South Korea’s inflation in January drooped after the food volatility factor was removed, rising 1.0 percent against a year ago in the most subdued price gain in 17 months that could place the Korean central bank in a policy bind in upcoming meetings as the U.S. Federal Reserve is poised to renew hikes in March.
According to Statistics Korea on Thursday, the nation’s consumer price index (CPI) rose 1.0 percent in January from a year earlier, sharply slowing against last year’s average of 1.9 percent.
At its January policy meeting, the Bank of Korea lowered its projection for this year’s inflation to 1.7 percent but expected the inflationary pressure to grow from the latter half to reach the target level of 2.0 percent next year.
The headline CPI last year had hovered around 2.0 percent as fresh food and oil prices remained high despite overall subdued demand.
Vegetable prices last month fell 12.9 percent on year, pulling down the headline CPI by 0.25 percentage point.
Utility fees dropped 1.5 percent while service charges, including rent charges and personal and public service charges, rose 1.4 percent, climbing at their slowest pace in nearly four years.

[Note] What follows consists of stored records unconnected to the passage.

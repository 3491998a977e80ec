// SPDX-License-Identifier: MIT
// Copyright 2026 Roland Dreier <roland@rolandd.dev>

//! Participant roster loading and lookup.

use crate::models::Participant;
use std::collections::HashSet;
use std::fs;
use std::path::Path;

/// Built-in roster: (id, name, role, avatar).
const BUILTIN_ROSTER: [(&str, &str, &str, &str); 8] = [
    ("1", "John Doe", "Software Engineer", "https://randomuser.me/api/portraits/men/1.jpg"),
    ("2", "Jane Smith", "Product Manager", "https://randomuser.me/api/portraits/women/2.jpg"),
    ("3", "Robert Johnson", "UX Designer", "https://randomuser.me/api/portraits/men/3.jpg"),
    ("4", "Emily Davis", "Data Scientist", "https://randomuser.me/api/portraits/women/4.jpg"),
    ("5", "Michael Wilson", "DevOps Engineer", "https://randomuser.me/api/portraits/men/5.jpg"),
    ("6", "Sarah Brown", "Frontend Developer", "https://randomuser.me/api/portraits/women/6.jpg"),
    ("7", "David Taylor", "Backend Developer", "https://randomuser.me/api/portraits/men/7.jpg"),
    ("8", "Jessica Martinez", "QA Engineer", "https://randomuser.me/api/portraits/women/8.jpg"),
];

/// The fixed set of participants votes can be cast for.
#[derive(Debug, Clone)]
pub struct RosterService {
    participants: Vec<Participant>,
}

impl Default for RosterService {
    fn default() -> Self {
        Self::builtin()
    }
}

impl RosterService {
    /// The compiled-in roster.
    pub fn builtin() -> Self {
        let participants = BUILTIN_ROSTER
            .iter()
            .map(|(id, name, role, avatar)| Participant {
                id: id.to_string(),
                name: name.to_string(),
                role: role.to_string(),
                avatar: avatar.to_string(),
            })
            .collect();
        Self { participants }
    }

    /// Load a roster from a JSON array file.
    pub fn load_from_file<P: AsRef<Path>>(path: P) -> Result<Self, RosterError> {
        let json_data =
            fs::read_to_string(path.as_ref()).map_err(|e| RosterError::IoError(e.to_string()))?;
        Self::load_from_json(&json_data)
    }

    /// Load a roster from a JSON array of participants.
    pub fn load_from_json(json_data: &str) -> Result<Self, RosterError> {
        let participants: Vec<Participant> =
            serde_json::from_str(json_data).map_err(|e| RosterError::ParseError(e.to_string()))?;
        Self::from_participants(participants)
    }

    /// Build a roster, rejecting empty lists, blank IDs and duplicate IDs.
    pub fn from_participants(mut participants: Vec<Participant>) -> Result<Self, RosterError> {
        if participants.is_empty() {
            return Err(RosterError::Empty);
        }

        // Stored IDs are trimmed so lookups match what was checked
        for participant in &mut participants {
            participant.id = participant.id.trim().to_string();
        }

        let mut seen = HashSet::new();
        for participant in &participants {
            if participant.id.is_empty() {
                return Err(RosterError::BlankId(participant.name.clone()));
            }
            if !seen.insert(participant.id.as_str()) {
                return Err(RosterError::DuplicateId(participant.id.clone()));
            }
        }

        tracing::info!(count = participants.len(), "Loaded participant roster");
        Ok(Self { participants })
    }

    /// All participants in display order.
    pub fn participants(&self) -> &[Participant] {
        &self.participants
    }

    pub fn get(&self, id: &str) -> Option<&Participant> {
        self.participants.iter().find(|p| p.id == id)
    }

    pub fn contains(&self, id: &str) -> bool {
        self.get(id).is_some()
    }
}

#[derive(Debug, thiserror::Error)]
pub enum RosterError {
    #[error("IO error: {0}")]
    IoError(String),
    #[error("Parse error: {0}")]
    ParseError(String),
    #[error("Roster is empty")]
    Empty,
    #[error("Participant '{0}' has a blank id")]
    BlankId(String),
    #[error("Duplicate participant id: {0}")]
    DuplicateId(String),
}
// SPDX-License-Identifier: MIT
// Copyright 2026 Roland Dreier <roland@rolandd.dev>

//! JSON body extractor with validation.

use crate::error::AppError;
use axum::extract::{FromRequest, Request};
use axum::Json;
use serde::de::DeserializeOwned;
use validator::{Validate, ValidationError};

/// `validator` rule: reject empty or whitespace-only strings.
pub fn not_blank(value: &str) -> Result<(), ValidationError> {
    if value.trim().is_empty() {
        return Err(ValidationError::new("blank"));
    }
    Ok(())
}

/// Like `Json<T>`, but runs `validator` rules and reports every failure as 400.
pub struct ValidJson<T>(pub T);

impl<T, S> FromRequest<S> for ValidJson<T>
where
    T: DeserializeOwned + Validate,
    S: Send + Sync,
{
    type Rejection = AppError;

    async fn from_request(req: Request, state: &S) -> Result<Self, Self::Rejection> {
        let Json(value) = Json::<T>::from_request(req, state)
            .await
            .map_err(|rejection| AppError::BadRequest(rejection.body_text()))?;

        value
            .validate()
            .map_err(|errors| AppError::BadRequest(errors.to_string()))?;

        Ok(Self(value))
    }
}
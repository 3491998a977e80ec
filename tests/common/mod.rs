// SPDX-License-Identifier: MIT
// Copyright 2026 Roland Dreier <roland@rolandd.dev>

use axum::body::Body;
use axum::http::{header, Request};
use card_voting::config::Config;
use card_voting::db::{Database, FirestoreDb, MemoryDb};
use card_voting::middleware::auth::create_session_token;
use card_voting::models::{Role, User};
use card_voting::routes::create_router;
use card_voting::services::{GoogleIdTokenVerifier, RosterService};
use card_voting::AppState;
use jsonwebtoken::{encode, Algorithm, DecodingKey, EncodingKey, Header};
use std::sync::Arc;
use std::time::{SystemTime, UNIX_EPOCH};

/// Key ID the test verifier trusts.
#[allow(dead_code)]
pub const TEST_KID: &str = "test-kid";

#[allow(dead_code)]
const TEST_PRIVATE_KEY: &[u8] = include_bytes!("../fixtures/oidc_test_key.pem");
const TEST_PUBLIC_KEY: &[u8] = include_bytes!("../fixtures/oidc_test_key.pub.pem");

/// Check if emulator is available via environment variable.
#[allow(dead_code)]
pub fn emulator_available() -> bool {
    std::env::var("FIRESTORE_EMULATOR_HOST").is_ok()
}

/// Skip test with message if emulator not available.
#[macro_export]
macro_rules! require_emulator {
    () => {
        if !crate::common::emulator_available() {
            eprintln!("⚠️  Skipping: FIRESTORE_EMULATOR_HOST not set");
            return;
        }
    };
}

/// Create a test database connection.
#[allow(dead_code)]
pub async fn test_db() -> FirestoreDb {
    FirestoreDb::new("test-project")
        .await
        .expect("Failed to connect to Firestore emulator")
}

/// Create a mock database connection (offline).
#[allow(dead_code)]
pub fn test_db_offline() -> FirestoreDb {
    FirestoreDb::new_mock()
}

/// Build state around the given config and database.
#[allow(dead_code)]
pub fn test_state(config: Config, db: Database) -> Arc<AppState> {
    let decoding_key =
        DecodingKey::from_rsa_pem(TEST_PUBLIC_KEY).expect("Failed to parse test public key");
    let google_verifier = GoogleIdTokenVerifier::new_with_static_key(&config, TEST_KID, decoding_key)
        .expect("Failed to build test verifier");

    Arc::new(AppState {
        config,
        db,
        roster: RosterService::builtin(),
        google_verifier: Arc::new(google_verifier),
    })
}

/// Create a test app backed by in-memory storage.
/// Returns the router and the shared state.
#[allow(dead_code)]
pub fn create_test_app() -> (axum::Router, Arc<AppState>) {
    let state = test_state(Config::test_default(), Database::Memory(MemoryDb::new()));
    (create_router(state.clone()), state)
}

/// Create a test app whose database is offline; every query fails.
#[allow(dead_code)]
pub fn create_offline_test_app() -> (axum::Router, Arc<AppState>) {
    let state = test_state(
        Config::test_default(),
        Database::Firestore(test_db_offline()),
    );
    (create_router(state.clone()), state)
}

#[allow(dead_code)]
fn now_secs() -> u64 {
    SystemTime::now()
        .duration_since(UNIX_EPOCH)
        .unwrap()
        .as_secs()
}

/// Session token as issued by sign-in.
#[allow(dead_code)]
pub fn session_token(state: &AppState, uid: &str, role: Role) -> String {
    create_session_token(uid, role, &state.config.jwt_signing_key).unwrap()
}

/// Admin session for "root", whose stored record and email are on the
/// configured admin list. Seeds the record on first use.
#[allow(dead_code)]
pub async fn admin_token(state: &AppState) -> String {
    if state.db.get_user("root").await.unwrap().is_none() {
        seed_user(state, "root", "admin@example.com", Role::Admin).await;
    }
    session_token(state, "root", Role::Admin)
}

/// Google-style ID token signed with the test key.
#[allow(dead_code)]
pub fn google_id_token(state: &AppState, sub: &str, email: &str, name: &str) -> String {
    let now = now_secs();
    let claims = serde_json::json!({
        "iss": "https://accounts.google.com",
        "aud": state.config.google_client_id,
        "sub": sub,
        "email": email,
        "email_verified": true,
        "name": name,
        "picture": "https://example.com/photo.png",
        "iat": now,
        "exp": now + 3600,
    });

    let mut header = Header::new(Algorithm::RS256);
    header.kid = Some(TEST_KID.to_string());

    encode(
        &header,
        &claims,
        &EncodingKey::from_rsa_pem(TEST_PRIVATE_KEY).unwrap(),
    )
    .unwrap()
}

/// Store a user directly, bypassing sign-in.
#[allow(dead_code)]
pub async fn seed_user(state: &AppState, uid: &str, email: &str, role: Role) -> User {
    let now = card_voting::time_utils::now_rfc3339();
    let user = User {
        uid: uid.to_string(),
        email: email.to_string(),
        name: format!("User {uid}"),
        photo: None,
        role,
        created_at: now.clone(),
        last_login: now,
        updated_at: None,
    };
    state.db.create_user(&user).await.unwrap();
    user
}

/// Request with a bearer token and optional JSON body.
#[allow(dead_code)]
pub fn authed_request(
    method: &str,
    uri: &str,
    token: &str,
    body: Option<serde_json::Value>,
) -> Request<Body> {
    let builder = Request::builder()
        .method(method)
        .uri(uri)
        .header(header::AUTHORIZATION, format!("Bearer {token}"));

    match body {
        Some(json) => builder
            .header(header::CONTENT_TYPE, "application/json")
            .body(Body::from(json.to_string()))
            .unwrap(),
        None => builder.body(Body::empty()).unwrap(),
    }
}

/// Unauthenticated request with optional JSON body.
#[allow(dead_code)]
pub fn public_request(method: &str, uri: &str, body: Option<serde_json::Value>) -> Request<Body> {
    let builder = Request::builder().method(method).uri(uri);

    match body {
        Some(json) => builder
            .header(header::CONTENT_TYPE, "application/json")
            .body(Body::from(json.to_string()))
            .unwrap(),
        None => builder.body(Body::empty()).unwrap(),
    }
}

/// Collect a response body as JSON.
#[allow(dead_code)]
pub async fn body_json(response: axum::response::Response) -> serde_json::Value {
    let bytes = axum::body::to_bytes(response.into_body(), usize::MAX)
        .await
        .unwrap();
    serde_json::from_slice(&bytes).unwrap()
}
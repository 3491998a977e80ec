// SPDX-License-Identifier: MIT
// Copyright 2026 Roland Dreier <roland@rolandd.dev>

//! HTTP route handlers.

pub mod admin;
pub mod auth;
pub mod extract;
pub mod participants;
pub mod users;
pub mod votes;

use crate::middleware::auth::{require_admin, require_auth};
use crate::time_utils::now_rfc3339;
use crate::AppState;
use axum::http::{header, Method};
use axum::{middleware, routing::get, Json, Router};
use serde::Serialize;
use std::sync::Arc;
use tower_http::cors::CorsLayer;
use tower_http::trace::{DefaultMakeSpan, DefaultOnResponse, TraceLayer};
use tracing::Level;
#[cfg(feature = "binding-generation")]
use ts_rs::TS;

/// Plain-text banner served at `/`.
pub const BANNER: &str = "CARD 2025 - 3 Minute Thesis Voting Backend Connected";

const SERVICE_NAME: &str = "card-voting";

#[derive(Serialize)]
#[cfg_attr(feature = "binding-generation", derive(TS))]
#[cfg_attr(
    feature = "binding-generation",
    ts(export, export_to = "web/src/lib/generated/")
)]
#[serde(rename_all = "camelCase")]
pub struct HealthResponse {
    pub status: String,
    pub timestamp: String,
    pub service: String,
    pub build_id: String,
}

async fn root() -> &'static str {
    BANNER
}

/// Health check response
async fn health_check() -> Json<HealthResponse> {
    let build_id = option_env!("BUILD_ID").unwrap_or("unknown").to_string();
    Json(HealthResponse {
        status: "OK".to_string(),
        timestamp: now_rfc3339(),
        service: SERVICE_NAME.to_string(),
        build_id,
    })
}

/// The configured frontend, or a local dev server on any port.
fn is_allowed_origin(origin: &str, frontend_url: &str) -> bool {
    if origin == frontend_url {
        return true;
    }

    let Ok(uri) = origin.parse::<axum::http::Uri>() else {
        return false;
    };
    uri.scheme_str() == Some("http") && matches!(uri.host(), Some("localhost" | "127.0.0.1"))
}

/// Build the complete router with all routes.
pub fn create_router(state: Arc<AppState>) -> Router {
    // CORS layer - allow requests from frontend URL and localhost (for dev)
    let frontend_url = state.config.frontend_url.clone();
    let cors = CorsLayer::new()
        .allow_origin(tower_http::cors::AllowOrigin::predicate(
            move |origin: &axum::http::HeaderValue, _request_parts: &axum::http::request::Parts| {
                origin
                    .to_str()
                    .is_ok_and(|origin| is_allowed_origin(origin, &frontend_url))
            },
        ))
        .allow_credentials(true)
        .allow_methods([
            Method::GET,
            Method::POST,
            Method::PUT,
            Method::DELETE,
            Method::OPTIONS,
        ])
        .allow_headers([header::CONTENT_TYPE, header::AUTHORIZATION, header::ACCEPT]);

    // Public routes (no auth required)
    let public_routes = Router::new()
        .route("/", get(root))
        .route("/health", get(health_check))
        .merge(auth::routes())
        .merge(participants::routes());

    // Protected routes (session required)
    let protected_routes = Router::new()
        .merge(users::routes())
        .merge(votes::routes())
        .route_layer(middleware::from_fn_with_state(state.clone(), require_auth));

    // Admin routes. Layers run outermost-last, so require_auth sets AuthUser
    // before require_admin reads it.
    let admin_routes = admin::routes()
        .route_layer(middleware::from_fn(require_admin))
        .route_layer(middleware::from_fn_with_state(state.clone(), require_auth));

    Router::new()
        .merge(public_routes)
        .merge(protected_routes)
        .merge(admin_routes)
        .layer(middleware::from_fn(
            crate::middleware::security::add_security_headers,
        ))
        .layer(cors)
        .layer(
            TraceLayer::new_for_http()
                .make_span_with(DefaultMakeSpan::new().level(Level::INFO))
                .on_response(DefaultOnResponse::new().level(Level::INFO)),
        )
        .with_state(state)
}
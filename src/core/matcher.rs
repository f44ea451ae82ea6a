use crate::core::{
    catalog::Catalog,
    filters::filter_candidates,
    profile::normalize_profile,
    scoring::score_candidates,
    selector::{assemble_result, select_winners},
};
use crate::error::{InvalidWeight, MatchError, ValidationError};
use crate::models::{MatchMode, MatchRequest, MatchResult, Occasion, RawStyleProfile, ScoringWeights};

/// Result of the matching process
#[derive(Debug, Clone)]
pub struct MatchOutcome {
    pub result: MatchResult,
    pub total_candidates: usize,
    pub eligible_candidates: usize,
    pub disqualified_candidates: usize,
}

/// Main matching orchestrator
///
/// # Pipeline Stages
/// 1. Occasion filter (hard constraint, plus caller exclusions)
/// 2. Fit scoring with the Avoid floor
/// 3. Per-tier selection with id tie-break
///
/// Holds no catalog state of its own; every call reads the catalog it is
/// given, so concurrent calls over one snapshot need no locking.
#[derive(Debug, Clone)]
pub struct Matcher {
    weights: ScoringWeights,
}

impl Matcher {
    /// Build a matcher from weights already checked by the caller,
    /// e.g. through `WeightsConfig::to_weights`
    pub fn new(weights: ScoringWeights) -> Self {
        Self { weights }
    }

    /// Build a matcher, rejecting weights that are negative or not finite
    pub fn try_new(weights: ScoringWeights) -> Result<Self, InvalidWeight> {
        weights.validate()?;
        Ok(Self { weights })
    }

    pub fn with_default_weights() -> Self {
        Self {
            weights: ScoringWeights::default(),
        }
    }

    pub fn weights(&self) -> &ScoringWeights {
        &self.weights
    }

    /// Pick one outfit per tier for the request
    ///
    /// # Arguments
    /// * `catalog` - The validated outfit matrix
    /// * `request` - Occasion, normalized profile and mode
    ///
    /// # Returns
    /// MatchOutcome with the per-tier result and candidate counts
    pub fn find_outfits(&self, catalog: &Catalog, request: &MatchRequest) -> MatchOutcome {
        let candidates = filter_candidates(catalog, request);
        let scored = score_candidates(&candidates, &request.profile, request.mode, &self.weights);
        let disqualified_candidates = scored.iter().filter(|c| c.disqualified).count();

        let winners = select_winners(&scored);
        let result = assemble_result(&winners);

        tracing::debug!(
            occasion = %request.occasion,
            mode = %request.mode,
            eligible = candidates.len(),
            disqualified = disqualified_candidates,
            picks = ?result.outfit_ids(),
            "Matched outfits"
        );

        MatchOutcome {
            result,
            total_candidates: catalog.len(),
            eligible_candidates: candidates.len(),
            disqualified_candidates,
        }
    }

    /// Whether a different set of outfits could still be offered once the
    /// current picks are excluded as well
    pub fn has_alternatives(&self, catalog: &Catalog, request: &MatchRequest, current: &MatchResult) -> bool {
        let next = request.clone().excluding(current.outfit_ids());
        !self.find_outfits(catalog, &next).result.is_empty()
    }

    /// Build a request from raw onboarding data, filling unset fields from
    /// the catalog's defaults
    pub fn prepare(
        &self,
        catalog: &Catalog,
        occasion: Occasion,
        raw: &RawStyleProfile,
        mode: MatchMode,
        exclude_ids: &[String],
    ) -> Result<MatchRequest, ValidationError> {
        let profile = normalize_profile(raw, catalog.profile_defaults())?;
        Ok(MatchRequest::new(occasion, profile, mode).excluding(exclude_ids.iter().cloned()))
    }

    /// Normalize raw onboarding data and match in one call
    pub fn match_raw(
        &self,
        catalog: &Catalog,
        occasion: Occasion,
        raw: &RawStyleProfile,
        mode: MatchMode,
        exclude_ids: &[String],
    ) -> Result<MatchOutcome, MatchError> {
        let request = self.prepare(catalog, occasion, raw, mode, exclude_ids)?;
        Ok(self.find_outfits(catalog, &request))
    }
}

impl Default for Matcher {
    fn default() -> Self {
        Self::with_default_weights()
    }
}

The index for everyday expenses reflecting spending for staple food and utility fees gained 0.9 percent on year, the smallest rise since the 0.2 percent fall in August 2016.
The recent inflation figures appear subdued when compared with last year’s high fresh food prices, according to Statistics Korea.
When excluding volatile oil and farm produces, the core inflation gained 1.1 percent on year. The CPI without food and energy, the standard by the Organization for Economic Cooperation and Development (OECD), was up 1.2 percent.
The yield curve has been flattening in Korea to track the U.S. market as appetite for long-dated bonds soured on the growing prospects for increases in interest rates.
The 30-year government note yield fell 1.9 basis points to 2.664 percent, narrowing closer to the five-year note at 2.538 percent on Thursday. The 10-year yield fell 1.3 basis points to 2.756 percent, a level not seen since December 2014.
The U.S. Federal Reserve on Wednesday kept the fed fund target range unchanged at 1.25 percent to 1.50 percent in its last meeting chaired by outgoing Janet Yellen, but indicated it could raise rates as soon as March upon signs of an inflation pickup.
In November, the Korean central bank raised its policy rate to 1.5 percent for the first time in more than six years. Governor Lee Ju-yeol, who would be presiding his last monetary policy meeting on Feb. 27 before he retires in March, said the bank will moderate the pace of rate hikes on domestic conditions.